_Task description_
Which lines have the string "recap"? Copy all of them from the entries below.

***

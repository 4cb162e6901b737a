//! Canonical record identifiers and the legacy check-digit scheme.
//!
//! Each institution source has its own prefix scheme for bib, item, and
//! holding identifiers (e.g. `b10010064` for an NYPL bib, `pi123` for a
//! Princeton partner item). The off-site registry additionally requires
//! NYPL bib numbers in their legacy `.b{id}{check}` form, where the check
//! character is a mod-11 weighted checksum.

use lazy_static::lazy_static;
use std::collections::HashMap;

/// The three record kinds in the catalog domain.
#[derive(Debug, Clone, Copy, PartialEq, Eq, Hash)]
pub enum RecordKind {
    /// A bibliographic description.
    Bib,
    /// A physical or electronic copy.
    Item,
    /// An aggregate holdings statement.
    Holding,
}

/// Identifier prefixes for one institution source.
#[derive(Debug, Clone, Copy)]
struct SourcePrefixes {
    bib: &'static str,
    item: &'static str,
    /// Only the home institution tracks holdings.
    holding: Option<&'static str>,
}

lazy_static! {
    /// Prefix table keyed by institution source tag.
    static ref SOURCE_PREFIXES: HashMap<&'static str, SourcePrefixes> = {
        let mut m = HashMap::new();
        m.insert(
            "sierra-nypl",
            SourcePrefixes {
                bib: "b",
                item: "i",
                holding: Some("h"),
            },
        );
        m.insert(
            "recap-pul",
            SourcePrefixes {
                bib: "pb",
                item: "pi",
                holding: None,
            },
        );
        m.insert(
            "recap-cul",
            SourcePrefixes {
                bib: "cb",
                item: "ci",
                holding: None,
            },
        );
        m.insert(
            "recap-hl",
            SourcePrefixes {
                bib: "hb",
                item: "hi",
                holding: None,
            },
        );
        m
    };
}

/// Derive the canonical prefixed identifier for a record.
///
/// Returns `None` if `source` is not a recognized institution source tag,
/// or if the source has no prefix for the requested kind (partners do not
/// track holdings). Callers must treat `None` as "cannot build identifier",
/// not as an error.
///
/// # Examples
///
/// ```
/// use discovery_indexer::identifier::{identifier_for, RecordKind};
///
/// assert_eq!(
///     identifier_for("sierra-nypl", "10010064", RecordKind::Bib),
///     Some("b10010064".to_string())
/// );
/// assert_eq!(
///     identifier_for("recap-pul", "99999", RecordKind::Item),
///     Some("pi99999".to_string())
/// );
/// assert_eq!(identifier_for("unknown-source", "1", RecordKind::Bib), None);
/// ```
#[must_use]
pub fn identifier_for(source: &str, raw_id: &str, kind: RecordKind) -> Option<String> {
    let prefixes = SOURCE_PREFIXES.get(source)?;
    let prefix = match kind {
        RecordKind::Bib => prefixes.bib,
        RecordKind::Item => prefixes.item,
        RecordKind::Holding => prefixes.holding?,
    };
    Some(format!("{prefix}{raw_id}"))
}

/// Whether a source tag belongs to a cooperating partner institution
/// rather than the home institution.
#[must_use]
pub fn is_partner_source(source: &str) -> bool {
    !source.contains("nypl")
}

/// Compute the legacy check digit for a numeric record id.
///
/// Digits are read in reverse and multiplied by increasing weights starting
/// at 2; the checksum is the sum mod 11. Remainder 10 encodes as `'x'`,
/// remainder 11 as `'0'`, otherwise the remainder digit itself. Returns
/// `None` for an empty id or one containing non-digits.
///
/// # Examples
///
/// ```
/// use discovery_indexer::identifier::check_digit;
///
/// // The legacy scheme for `.b158301717`-style identifiers:
/// assert_eq!(check_digit("15830171"), Some('7'));
/// ```
#[must_use]
pub fn check_digit(id: &str) -> Option<char> {
    if id.is_empty() {
        return None;
    }

    let mut sum: u32 = 0;
    let mut weight: u32 = 2;
    for ch in id.chars().rev() {
        let digit = ch.to_digit(10)?;
        sum += digit * weight;
        weight += 1;
    }

    match sum % 11 {
        10 => Some('x'),
        11 => Some('0'),
        r => char::from_digit(r, 10),
    }
}

/// A bib number with its check digit appended, e.g. `"158301717"` for
/// `"15830171"`. Returns `None` if no check digit can be computed.
#[must_use]
pub fn bnumber_with_check_digit(id: &str) -> Option<String> {
    check_digit(id).map(|c| format!("{id}{c}"))
}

***

_Exercise solution_
            "recap-pul",
            "recap-cul",
            "recap-hl",
///     identifier_for("recap-pul", "99999", RecordKind::Item),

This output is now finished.